Skip to main content

About

i started in trading. not the kind where you have opinions about the market -- the kind where your system processes 25TB before the bell rings or you lose actual money. sub-millisecond latency. real consequences. that is where i learned what production means. not the conference talk version. the version where something breaks at 2am and the P&L moves in the wrong direction.

i have been a founding engineer, an ML platform builder, and the person who gets paged when production systems need to be rearchitected without downtime. every role had the same job -- make the system reliable enough that nobody has to think about it.

the layers between the model and the user -- inference runtimes, GPU scheduling, observability, cost attribution -- those are the parts i care about. not because they are glamorous. because they are the parts that determine whether an AI product is viable at scale... or just a prototype with good funding.

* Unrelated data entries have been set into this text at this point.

//! Access rule trait and composition.
//!
//! Every rule is evaluated through [`AccessRule`], which is async even though
//! most rules are pure functions. Only delegation rules actually await
//! anything, but callers get one calling convention for all of them.

use std::sync::Arc;

use async_trait::async_trait;

use crate::context::RequestContext;
use crate::decision::AccessDecision;
use crate::error::AccessResult;

/// A document-level access rule.
///
/// Returns `Ok(AccessDecision::Deny)` for ordinary denial. `Err` is reserved
/// for infrastructure failures; the adapters turn it into a deny.
#[async_trait]
pub trait AccessRule: Send + Sync {
    /// Evaluate the rule for one request.
    async fn evaluate(&self, ctx: &RequestContext) -> AccessResult<AccessDecision>;
}

/// Shared, type-erased rule.
pub type SharedRule = Arc<dyn AccessRule>;

#[async_trait]
impl<R> AccessRule for Arc<R>
where
    R: AccessRule + ?Sized,
{
    async fn evaluate(&self, ctx: &RequestContext) -> AccessResult<AccessDecision> {
        (**self).evaluate(ctx).await
    }
}

/// Adapts a synchronous predicate into an [`AccessRule`].
#[derive(Clone)]
pub struct FnRule<F> {
    predicate: F,
}

/// Wrap a synchronous predicate.
///
/// # Example
///
/// ```
/// use mediahub_access::{predicates, rule_fn, AccessRule, Operation, RequestContext};
///
/// # tokio_test_block(async {
/// let rule = rule_fn(predicates::authenticated);
/// let decision = rule.evaluate(&RequestContext::new(Operation::Read)).await.unwrap();
/// assert!(decision.is_deny());
/// # });
/// # fn tokio_test_block<F: std::future::Future>(f: F) {
/// #     tokio::runtime::Builder::new_current_thread().build().unwrap().block_on(f);
/// # }
/// ```
pub fn rule_fn<F>(predicate: F) -> FnRule<F>
where
    F: Fn(&RequestContext) -> AccessDecision + Send + Sync,
{
    FnRule { predicate }
}

/// Wrap a synchronous predicate as a [`SharedRule`].
pub fn shared<F>(predicate: F) -> SharedRule
where
    F: Fn(&RequestContext) -> AccessDecision + Send + Sync + 'static,
{
    Arc::new(rule_fn(predicate))
}

#[async_trait]
impl<F> AccessRule for FnRule<F>
where
    F: Fn(&RequestContext) -> AccessDecision + Send + Sync,
{
    async fn evaluate(&self, ctx: &RequestContext) -> AccessResult<AccessDecision> {
        Ok((self.predicate)(ctx))
    }
}

/// Short-circuit OR over rules.
///
/// Rules run in order; the first decision that is not a deny is returned
/// and later rules are not evaluated. List overrides (admin, staff) before
/// ownership so a privileged caller is never stopped by an ownership
/// mismatch or handed a narrower filter.
pub struct AnyOf {
    rules: Vec<SharedRule>,
}

/// Build a short-circuit OR. An empty list denies.
pub fn any_of(rules: Vec<SharedRule>) -> AnyOf {
    AnyOf { rules }
}

#[async_trait]
impl AccessRule for AnyOf {
    async fn evaluate(&self, ctx: &RequestContext) -> AccessResult<AccessDecision> {
        for rule in &self.rules {
            match rule.evaluate(ctx).await? {
                AccessDecision::Deny => continue,
                granted => return Ok(granted),
            }
        }
        Ok(AccessDecision::Deny)
    }
}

i am currently a member of technical staff at Rational Dynamics, working on AI reasoning systems for tasks of high cognitive complexity. the infrastructure has to disappear so the reasoning is the only thing left to get right.

Tools

i reach for CUDA before Python when latency is the constraint. the kernel is where the real work happens -- everything above it is just scheduling.

for serving: vLLM for standard inference, custom PagedAttention extensions when the access patterns break vLLM's assumptions. TensorRT-LLM for transformer layers where the fusion matters.

Kubernetes for orchestration. not because it's simple -- it isn't -- but because the failure modes are documented and the escape hatches exist.

Rust when i need systems-level control without the undefined behavior tax. Go for the infrastructure glue. C++ when i'm talking directly to the GPU driver.

Prometheus + OpenTelemetry everywhere. a system you can't measure is a system you can't trust.